§ Work to complete
From the first line of the entries below to the line with "fn next(self) ->", give each line again exactly.

§ Data for this exercise

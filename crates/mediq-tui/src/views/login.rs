//! Login screen.

use crossterm::event::{KeyCode, KeyEvent, KeyModifiers};
use mediq_core::validate;
use ratatui::Frame;
use ratatui::layout::Rect;
use ratatui::style::{Color, Style};
use ratatui::text::{Line, Span};

use super::password::ForgotPasswordView;
use super::signup::SignupStep1View;
use super::{Field, ViewUpdate, apply_errors, push_field_lines, push_hint_line};
use crate::effects::UiEffect;
use crate::state::View;

#[derive(Debug, Clone, Copy, PartialEq, Eq)]
pub enum Focus {
    Email,
    Password,
    Remember,
}

impl Focus {
    fn next(self) -> Self {
        match self {
            Self::Email => Self::Password,
            Self::Password => Self::Remember,
            Self::Remember => Self::Email,
        }
    }

    fn prev(self) -> Self {
        match self {
            Self::Email => Self::Remember,
            Self::Password => Self::Email,
            Self::Remember => Self::Password,
        }
    }
}

#[derive(Debug)]
pub struct LoginView {
    pub email: Field,
    pub password: Field,
    pub remember: bool,
    pub focus: Focus,
    pub submitting: bool,
}

impl LoginView {
    pub fn new() -> Self {
        Self::prefilled(None)
    }

    /// Login form with the remembered email already filled in.
    pub fn prefilled(remember_email: Option<String>) -> Self {
        let remember = remember_email.is_some();
        let email = match remember_email {
            Some(value) => Field::with_value("Email", value),
            None => Field::new("Email"),
        };
        Self {
            email,
            password: Field::masked("Password"),
            remember,
            // Jump straight to the password when the email is remembered.
            focus: if remember { Focus::Password } else { Focus::Email },
            submitting: false,
        }
    }

    pub fn handle_key(&mut self, key: KeyEvent) -> ViewUpdate {
        let ctrl = key.modifiers.contains(KeyModifiers::CONTROL);

        match key.code {
            KeyCode::Char('s') if ctrl => {
                return ViewUpdate::to(View::SignupStep1(SignupStep1View::new()));
            }
            KeyCode::Char('f') if ctrl => {
                return ViewUpdate::to(View::ForgotPassword(ForgotPasswordView::new()));
            }
            KeyCode::Tab | KeyCode::Down => self.focus = self.focus.next(),
            KeyCode::BackTab | KeyCode::Up => self.focus = self.focus.prev(),
            KeyCode::Enter => return self.submit(),
            KeyCode::Char(' ') if self.focus == Focus::Remember => {
                self.remember = !self.remember;
            }
            KeyCode::Char(c) if !ctrl => {
                if let Some(field) = self.focused_field_mut() {
                    field.push(c);
                }
            }
            KeyCode::Backspace => {
                if let Some(field) = self.focused_field_mut() {
                    field.pop();
                }
            }
            _ => {}
        }
        ViewUpdate::stay()
    }

    pub fn handle_paste(&mut self, text: &str) {
        if let Some(field) = self.focused_field_mut() {
            field.insert_str(text);
        }
    }

    fn focused_field_mut(&mut self) -> Option<&mut Field> {
        match self.focus {
            Focus::Email => Some(&mut self.email),
            Focus::Password => Some(&mut self.password),
            Focus::Remember => None,
        }
    }

    fn submit(&mut self) -> ViewUpdate {
        let errors = validate::validate_login(&self.email.value, &self.password.value);
        let clean = apply_errors(
            &errors,
            &mut [
                ("email", &mut self.email),
                ("password", &mut self.password),
            ],
        );
        if !clean {
            return ViewUpdate::stay();
        }

        self.submitting = true;
        ViewUpdate::stay().with_effects(vec![UiEffect::Login {
            email: self.email.value.clone(),
            password: self.password.value.clone(),
            remember: self.remember,
        }])
    }
}

impl Default for LoginView {
    fn default() -> Self {
        Self::new()
    }
}

pub fn render(view: &LoginView, frame: &mut Frame, area: Rect) {
    let mut lines = vec![Line::default()];
    push_field_lines(&mut lines, &view.email, view.focus == Focus::Email);
    push_field_lines(&mut lines, &view.password, view.focus == Focus::Password);

    let checkbox = if view.remember { "[x]" } else { "[ ]" };
    let checkbox_style = if view.focus == Focus::Remember {
        Style::default().fg(Color::Cyan)
    } else {
        Style::default().fg(Color::DarkGray)
    };
    lines.push(Line::from(Span::styled(
        format!("{checkbox} Remember my email"),
        checkbox_style,
    )));
    lines.push(Line::default());

    if view.submitting {
        lines.push(Line::from(Span::styled(
            "Signing in...",
            Style::default().fg(Color::Yellow),
        )));
    } else {
        push_hint_line(
            &mut lines,
            &[
                ("Enter", "sign in"),
                ("Ctrl+S", "sign up"),
                ("Ctrl+F", "forgot password"),
                ("Ctrl+C", "quit"),
            ],
        );
    }

    super::render_card(frame, area, "Sign in", lines);
}
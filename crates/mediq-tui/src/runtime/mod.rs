//! TUI runtime - owns terminal, runs event loop, executes effects.
//!
//! This is the "Elm runtime" boundary: all side effects happen here. The
//! reducer stays pure and produces effects; this module executes them.
//!
//! Async results arrive through an "inbox" channel: handlers send `UiEvent`s
//! to `inbox_tx`, and the runtime drains `inbox_rx` each frame.

mod handlers;

use std::future::Future;
use std::io::Stdout;

use anyhow::{Context, Result};
use crossterm::event;
use mediq_core::api::ApiClient;
use mediq_core::session::SessionStore;
use ratatui::Terminal;
use ratatui::backend::CrosstermBackend;
use tokio::sync::mpsc;

use crate::effects::UiEffect;
use crate::events::UiEvent;
use crate::state::AppState;
use crate::{render, terminal, update};

/// Poll cadence while a network call or timer is pending.
pub const ACTIVE_POLL_DURATION: std::time::Duration = std::time::Duration::from_millis(50);

/// Poll cadence when nothing is in flight.
pub const IDLE_POLL_DURATION: std::time::Duration = std::time::Duration::from_millis(250);

type UiEventSender = mpsc::UnboundedSender<UiEvent>;
type UiEventReceiver = mpsc::UnboundedReceiver<UiEvent>;

/// Full-screen TUI runtime.
///
/// Owns the terminal and state. Runs the event loop and executes effects.
/// Terminal state is restored on drop and on panic.
pub struct TuiRuntime {
    terminal: Terminal<CrosstermBackend<Stdout>>,
    pub state: AppState,
    client: ApiClient,
    store: SessionStore,
    inbox_tx: UiEventSender,
    inbox_rx: UiEventReceiver,
    last_tick: std::time::Instant,
}

impl TuiRuntime {
    /// Creates a new TUI runtime.
    pub fn new(client: ApiClient, store: SessionStore) -> Result<Self> {
        // Panic hook goes in BEFORE entering the alternate screen.
        terminal::install_panic_hook();
        let terminal = terminal::setup_terminal().context("Failed to setup terminal")?;

        let state = AppState::new(store.clone());
        let (inbox_tx, inbox_rx) = mpsc::unbounded_channel();

        Ok(Self {
            terminal,
            state,
            client,
            store,
            inbox_tx,
            inbox_rx,
            last_tick: std::time::Instant::now(),
        })
    }

    /// Runs the main event loop.
    pub fn run(&mut self) -> Result<()> {
        let startup = self.state.initial_effects();
        self.execute_effects(startup);

        let mut dirty = true;

        while !self.state.should_quit {
            let events = self.collect_events()?;

            for event in events {
                dirty = true;
                let effects = update::update(&mut self.state, event);
                self.execute_effects(effects);
            }

            if dirty {
                self.terminal.draw(|frame| {
                    render::render(&self.state, frame);
                })?;
                dirty = false;
            }
        }

        Ok(())
    }

    /// Collects events from the terminal and the inbox, emitting a Tick when
    /// the poll interval elapses.
    fn collect_events(&mut self) -> Result<Vec<UiEvent>> {
        let mut events = Vec::new();

        // Poll faster while something is pending so results and timers are
        // picked up promptly.
        let tick_interval = if self.state.is_submitting() || self.state.redirect.is_some() {
            ACTIVE_POLL_DURATION
        } else {
            IDLE_POLL_DURATION
        };

        // Drain async results first.
        while let Ok(ev) = self.inbox_rx.try_recv() {
            events.push(ev);
        }

        let poll_duration = if events.is_empty() {
            tick_interval.saturating_sub(self.last_tick.elapsed())
        } else {
            std::time::Duration::ZERO
        };

        if event::poll(poll_duration)? {
            events.push(UiEvent::Terminal(event::read()?));
            while event::poll(std::time::Duration::ZERO)? {
                events.push(UiEvent::Terminal(event::read()?));
            }
        }

        if self.last_tick.elapsed() >= tick_interval {
            events.push(UiEvent::Tick);
            self.last_tick = std::time::Instant::now();
        }

        Ok(events)
    }

    fn execute_effects(&mut self, effects: Vec<UiEffect>) {
        for effect in effects {
            self.execute_effect(effect);
        }
    }

    /// Spawns an async handler, routing its result event into the inbox.
    fn spawn_effect<F, Fut>(&self, f: F)
    where
        F: FnOnce() -> Fut + Send + 'static,
        Fut: Future<Output = UiEvent> + Send + 'static,
    {
        let tx = self.inbox_tx.clone();
        tokio::spawn(async move {
            let _ = tx.send(f().await);
        });
    }

    fn execute_effect(&mut self, effect: UiEffect) {
        match effect {
            UiEffect::Quit => {
                self.state.should_quit = true;
            }
            UiEffect::Logout => {
                if let Err(err) = self.store.clear() {
                    tracing::warn!(error = %err, "failed to clear session on logout");
                }
                self.state.user = None;
            }
            UiEffect::Login {
                email,
                password,
                remember,
            } => {
                let client = self.client.clone();
                let store = self.store.clone();
                self.spawn_effect(move || {
                    handlers::login(client, store, email, password, remember)
                });
            }
            UiEffect::Register { email, password } => {
                let client = self.client.clone();
                let store = self.store.clone();
                self.spawn_effect(move || handlers::register(client, store, email, password));
            }
            UiEffect::VerifyOtp { user_id, otp } => {
                let client = self.client.clone();
                self.spawn_effect(move || handlers::verify_otp(client, user_id, otp));
            }
            UiEffect::ResendOtp { user_id } => {
                let client = self.client.clone();
                self.spawn_effect(move || handlers::resend_otp(client, user_id));
            }
            UiEffect::SubmitProfile { draft, profile } => {
                let client = self.client.clone();
                let store = self.store.clone();
                self.spawn_effect(move || {
                    handlers::submit_profile(client, store, draft, profile)
                });
            }
            UiEffect::LoadAccount => {
                let client = self.client.clone();
                self.spawn_effect(move || handlers::load_account(client));
            }
        }
    }
}

impl Drop for TuiRuntime {
    fn drop(&mut self) {
        let _ = terminal::restore_terminal();
    }
}
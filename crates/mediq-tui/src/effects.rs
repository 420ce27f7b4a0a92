//! Effects produced by the reducer and executed by the runtime.

use mediq_core::api::types::DoctorProfile;
use mediq_core::session::SignupDraft;

#[derive(Debug)]
pub enum UiEffect {
    Quit,
    /// Exchange credentials for a session and persist it.
    Login {
        email: String,
        password: String,
        remember: bool,
    },
    /// Create the account (signup step 1) and persist the draft.
    Register { email: String, password: String },
    VerifyOtp { user_id: i64, otp: String },
    ResendOtp { user_id: i64 },
    /// Signup step 2: log in with the draft credentials, then create the
    /// doctor profile with the bearer token attached.
    SubmitProfile {
        draft: SignupDraft,
        profile: DoctorProfile,
    },
    /// Fetch the account record for the dashboard.
    LoadAccount,
    /// Wipe the persisted session.
    Logout,
}
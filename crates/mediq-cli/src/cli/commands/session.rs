//! Session command handlers.

use anyhow::Result;
use mediq_core::session::SessionStore;

pub fn whoami(store: &SessionStore) -> Result<()> {
    match store.user() {
        Some(user) => {
            println!("Logged in as {} ({})", user.email, user.role);
            println!("User id: {}", user.id);
        }
        None => println!("Not logged in."),
    }
    Ok(())
}

pub fn logout(store: &SessionStore) -> Result<()> {
    let had_session = store.session().is_some();
    store.clear()?;
    if had_session {
        println!("Logged out.");
    } else {
        println!("No active session.");
    }
    Ok(())
}
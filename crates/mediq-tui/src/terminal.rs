//! Terminal lifecycle management.
//!
//! Terminal state is guaranteed to be restored on normal exit (via Drop) and
//! on panic.

use std::io::{self, Stdout};
use std::panic;

use anyhow::{Context, Result};
use crossterm::event::{DisableBracketedPaste, EnableBracketedPaste};
use crossterm::execute;
use crossterm::terminal::{
    EnterAlternateScreen, LeaveAlternateScreen, disable_raw_mode, enable_raw_mode,
};
use ratatui::Terminal;
use ratatui::backend::CrosstermBackend;

/// Sets up the terminal for the TUI.
///
/// Call `install_panic_hook()` before this to ensure terminal restore on panic.
///
/// # Errors
/// Returns an error if the operation fails.
pub fn setup_terminal() -> Result<Terminal<CrosstermBackend<Stdout>>> {
    enable_raw_mode().context("Failed to enable raw mode")?;
    let mut stdout = io::stdout();
    execute!(stdout, EnterAlternateScreen, EnableBracketedPaste)
        .context("Failed to enter alternate screen")?;
    let backend = CrosstermBackend::new(stdout);
    let terminal = Terminal::new(backend).context("Failed to create terminal")?;
    Ok(terminal)
}

/// Restores terminal state.
///
/// This function is idempotent and safe to call multiple times.
///
/// # Errors
/// Returns an error if the operation fails.
pub fn restore_terminal() -> Result<()> {
    let _ = execute!(io::stdout(), DisableBracketedPaste);
    execute!(io::stdout(), LeaveAlternateScreen).context("Failed to leave alternate screen")?;
    disable_raw_mode().context("Failed to disable raw mode")?;
    Ok(())
}

/// Installs a panic hook that restores the terminal before printing the panic.
///
/// Call this BEFORE `setup_terminal()`.
pub fn install_panic_hook() {
    let original_hook = panic::take_hook();
    panic::set_hook(Box::new(move |panic_info| {
        let _ = restore_terminal();
        original_hook(panic_info);
    }));
}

§ Exercise output
filename crates/mediq-tui/src/views/login.rs
//! Login screen.

use crossterm::event::{KeyCode, KeyEvent, KeyModifiers};
use mediq_core::validate;
use ratatui::Frame;
use ratatui::layout::Rect;
use ratatui::style::{Color, Style};
use ratatui::text::{Line, Span};

use super::password::ForgotPasswordView;
use super::signup::SignupStep1View;
use super::{Field, ViewUpdate, apply_errors, push_field_lines, push_hint_line};
use crate::effects::UiEffect;
use crate::state::View;

#[derive(Debug, Clone, Copy, PartialEq, Eq)]
pub enum Focus {
    Email,
    Password,
    Remember,
}

impl Focus {
    fn next(self) -> Self {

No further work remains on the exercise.